use anchor_lang::prelude::Pubkey;
use log::debug;

use crate::{
    constants::{POLL_COUNT_SEED, POLL_SEED},
    error::{PollClientError, Result},
};

/// Finds the program-derived address for `seeds` under `program_id`.
///
/// The bump search runs from 255 downwards exactly like the ledger does, so the
/// returned address is the one the poll program checks against.
pub fn derive(seeds: &[&[u8]], program_id: &Pubkey) -> Result<(Pubkey, u8)> {
    let (address, bump) = Pubkey::try_find_program_address(seeds, program_id).ok_or(
        PollClientError::DerivationExhausted {
            program_id: *program_id,
        },
    )?;
    debug!("derived {} (bump {}) under {}", address, bump, program_id);
    Ok((address, bump))
}

/// Re-derives an address from a bump that was stored in an account.
pub fn derive_with_bump(seeds: &[&[u8]], bump: u8, program_id: &Pubkey) -> Result<Pubkey> {
    let bump = [bump];
    let mut with_bump = seeds.to_vec();
    with_bump.push(&bump);
    Pubkey::create_program_address(&with_bump, program_id).map_err(|_| {
        PollClientError::DerivationExhausted {
            program_id: *program_id,
        }
    })
}

pub fn poll_count_address(program_id: &Pubkey) -> Result<(Pubkey, u8)> {
    derive(&[POLL_COUNT_SEED], program_id)
}

pub fn poll_address(program_id: &Pubkey, poll_id: u8) -> Result<(Pubkey, u8)> {
    derive(&[POLL_SEED, &[poll_id]], program_id)
}

/// The voter record for `voter` in a poll; `poll_bump` is the bump of the poll's own address.
pub fn voter_address(
    program_id: &Pubkey,
    poll_id: u8,
    poll_bump: u8,
    voter: &Pubkey,
) -> Result<(Pubkey, u8)> {
    derive(&[POLL_SEED, &[poll_id, poll_bump], voter.as_ref()], program_id)
}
··········
## EXERCISE GOAL
An acceptable answer repeats every entry exactly, with nothing omitted.

## RESPONSE TO THE EXERCISE
use anchor_lang::prelude::Pubkey;
use log::debug;

use crate::{
    constants::{POLL_COUNT_SEED, POLL_SEED},
    error::{PollClientError, Result},
};

/// Finds the program-derived address for `seeds` under `program_id`.
///
/// The bump search runs from 255 downwards exactly like the ledger does, so the
/// returned address is the one the poll program checks against.
pub fn derive(seeds: &[&[u8]], program_id: &Pubkey) -> Result<(Pubkey, u8)> {
    let (address, bump) = Pubkey::try_find_program_address(seeds, program_id).ok_or(
        PollClientError::DerivationExhausted {
            program_id: *program_id,
        },
    )?;
    debug!("derived {} (bump {}) under {}", address, bump, program_id);
    Ok((address, bump))
}

/// Re-derives an address from a bump that was stored in an account.
pub fn derive_with_bump(seeds: &[&[u8]], bump: u8, program_id: &Pubkey) -> Result<Pubkey> {
    let bump = [bump];
    let mut with_bump = seeds.to_vec();
    with_bump.push(&bump);
    Pubkey::create_program_address(&with_bump, program_id).map_err(|_| {
        PollClientError::DerivationExhausted {
            program_id: *program_id,
        }
    })
}

pub fn poll_count_address(program_id: &Pubkey) -> Result<(Pubkey, u8)> {
    derive(&[POLL_COUNT_SEED], program_id)
}

pub fn poll_address(program_id: &Pubkey, poll_id: u8) -> Result<(Pubkey, u8)> {
    derive(&[POLL_SEED, &[poll_id]], program_id)
}

/// The voter record for `voter` in a poll; `poll_bump` is the bump of the poll's own address.
pub fn voter_address(
    program_id: &Pubkey,
    poll_id: u8,
    poll_bump: u8,
    voter: &Pubkey,
) -> Result<(Pubkey, u8)> {
    derive(&[POLL_SEED, &[poll_id, poll_bump], voter.as_ref()], program_id)
}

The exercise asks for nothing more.